My personal choice, given that I occasionally use Windows 7 with Adobe products along with my two Macs, is to move towards drives that have multiple adapters. OWC has RAID arrays (standalone boxes with the controllers built in) that have 3.0, TB and FW800 ports. I routinely move back and forth with them, as I'm rebuilding my arrays due to growth.

Be aware, I recently have had a drive failure on a 4TB RAID 5 Array,some files are corrupted, apparently and unuseable. OWC says that though the drive bay is hot swappable, and the unit is only a year and half old, so still under warranty, they will not guarantee that my entire array can be saved, won't ship me a replacement drive, and they want me to send it in for repair. While this is rather an odd situation, I've decided that I am backing up the entire RAID array this week, and it's a PIA. I have found on Amazon a new 1TB matching drive for the 4 in the Array, same manufacturer and specs. Since I have nothing to lose and OWC wants to reformat my drive, I'm going to swap this drive in for the old one, and see if the Array still survives. Theoretically it should, but the data corruption of existing files makes me worry it's a controller issue as well as drive failure. At least everything is backed up. Needless to say, this all happened during a crunch to complete a project. Good news is, my footage is safe, I did not need to restore from off site backup my lost footage on this project, and I finished on time.

So to the point, given the article on how USB 3.0 seems to come dang close to TB, I'm not going to pay a premium for it. I've always assumed that 3.0 was simply a competing technology to TB, not that one was a replacement for the other. The speed tests amply prove that point. Unless I'm missing something.

Also, I bought (also from OWC) an esata to USB 3.0 adapter cable, and it's worked fine for me. It's also very cheap.

The article Harm points to, on To Raid or Not to Raid should be must reading for anyone that doesn't understand the technology.

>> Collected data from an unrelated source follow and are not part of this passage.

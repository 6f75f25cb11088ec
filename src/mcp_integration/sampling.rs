//! Insights generated by the client's own model.
//!
//! MCP clients that advertise the `sampling` capability accept
//! `sampling/createMessage` requests from the server. [`SamplingInsightGenerator`]
//! turns the analysis prompt into such a request and returns the text of the
//! reply.

use crate::analytics::{InsightError, TextInsightGenerator};
use async_trait::async_trait;
use log::debug;
use rmcp::model::CreateMessageRequestParam;
use rmcp::service::{Peer, RoleServer};
use serde_json::{Value, json};

pub const INSIGHT_TEMPERATURE: f64 = 0.3;
pub const INSIGHT_MAX_TOKENS: u32 = 800;

/// [`TextInsightGenerator`] backed by MCP sampling on the connected client.
#[derive(Clone)]
pub struct SamplingInsightGenerator {
    peer: Peer<RoleServer>,
}

impl SamplingInsightGenerator {
    pub fn new(peer: Peer<RoleServer>) -> Self {
        Self { peer }
    }

    /// Generator for `peer`, if its client advertised sampling during `initialize`.
    pub fn for_client(peer: &Peer<RoleServer>) -> Option<Self> {
        let supported = peer
            .peer_info()
            .is_some_and(|info| info.capabilities.sampling.is_some());
        supported.then(|| Self::new(peer.clone()))
    }
}

/// `sampling/createMessage` parameters for one user-role text prompt.
pub fn sampling_request(prompt: &str) -> Value {
    json!({
        "messages": [
            { "role": "user", "content": { "type": "text", "text": prompt } }
        ],
        "temperature": INSIGHT_TEMPERATURE,
        "maxTokens": INSIGHT_MAX_TOKENS
    })
}

/// Text of a `sampling/createMessage` result.
///
/// `content` may be a single block or a list of blocks; the first text block wins.
pub fn reply_text(reply: &Value) -> Option<String> {
    let content = reply.get("content")?;
    let block = match content {
        Value::Array(blocks) => blocks.iter().find(|b| b["type"] == "text")?,
        block => block,
    };
    block
        .get("text")
        .and_then(Value::as_str)
        .filter(|text| !text.trim().is_empty())
        .map(str::to_string)
}

#[async_trait]
impl TextInsightGenerator for SamplingInsightGenerator {
    async fn generate(&self, prompt: &str) -> Result<String, InsightError> {
        let request: CreateMessageRequestParam = serde_json::from_value(sampling_request(prompt))
            .map_err(|e| InsightError::Failed(format!("invalid sampling request: {}", e)))?;

        debug!("Requesting insights from client ({} prompt chars)", prompt.len());
        let reply = self
            .peer
            .create_message(request)
            .await
            .map_err(|e| InsightError::Failed(e.to_string()))?;

        let reply = serde_json::to_value(&reply)
            .map_err(|e| InsightError::Failed(format!("unreadable sampling reply: {}", e)))?;
        reply_text(&reply)
            .ok_or_else(|| InsightError::Failed("sampling reply carried no text".to_string()))
    }
}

It does not point out the issue of RAID controller failure, and it's implications, but it's the best overview for those of us in video editing I've read.

Harm Millaard October 11th, 2013 04:23 AM

Re: External Drive Recommendation: SSD/HDD/Thunderbolt/FireWire
 
Good tip, Al. I will add those shortly, as indicated by my comment in the article.

Byron Jones October 12th, 2013 09:54 PM

Re: External Drive Recommendation: SSD/HDD/Thunderbolt/FireWire
 
Wow. This is the first place I have read "Thunderbolt...is simply too slow". That has me nervous, as it is the fastest connection on my 2011 MacBook Pro. I am currently using a two drive software raid configuration over thunderbolt without difficulty...well, until I started editing 4 tracks of 1080p in multicam. It starts to stutter there. I have the money to upgrade either the computer or storage solution, but I'm not sure which will give me the best boost in performance with editing video. I would love your opinion on the pegasus r6. It seems the fastest solution for my laptop. Suggestions?

Harm Millaard October 12th, 2013 10:30 PM

Re: External Drive Recommendation: SSD/HDD/Thunderbolt/FireWire
 
The problem with all laptops, not only MBP, is that you can't install a PCIe-3.0 8x raid controller with multiple SFF-8088 connectors. Each connector has a bandwidth of 24 Gb/s and can have multiple connectors on a single card. This just isn't possible on a laptop. The PCIe-3.0 bus has a transfer rate of 965 MB/s per lane, so a 8x PCIe-3.0 card can accommodate up to 7.7 GB/s using 130b/128b protocol.

On a MBP, Thunderbolt is the only sensible raid option, just like the T-Ford, available in every color imaginable, as long as it was black. It only offers 10 Gb/s per channel, but it is the best you can get. Thunderbolt is hampered by the PCIe-2.0 4x bus with 10b/8b protocol which carries a much larger overhead than PCIe-3.0

In practice a Thunderbolt connection maxes out at around 950 MB/s, so 2 SSD's or 4 SSD's in Raid0 makes no difference at all on a Thunderbolt connection. On a PCIe-3.0 bus with SFF-8088 connections, the transfer rate of 4 SSD's in Raid0 can achieve around double that. Even with conventional HDD's a good raid controller using the mini-SAS connections can easily achieve around 4 GB/s transfer rate, around 4 times faster than Thunderbolt.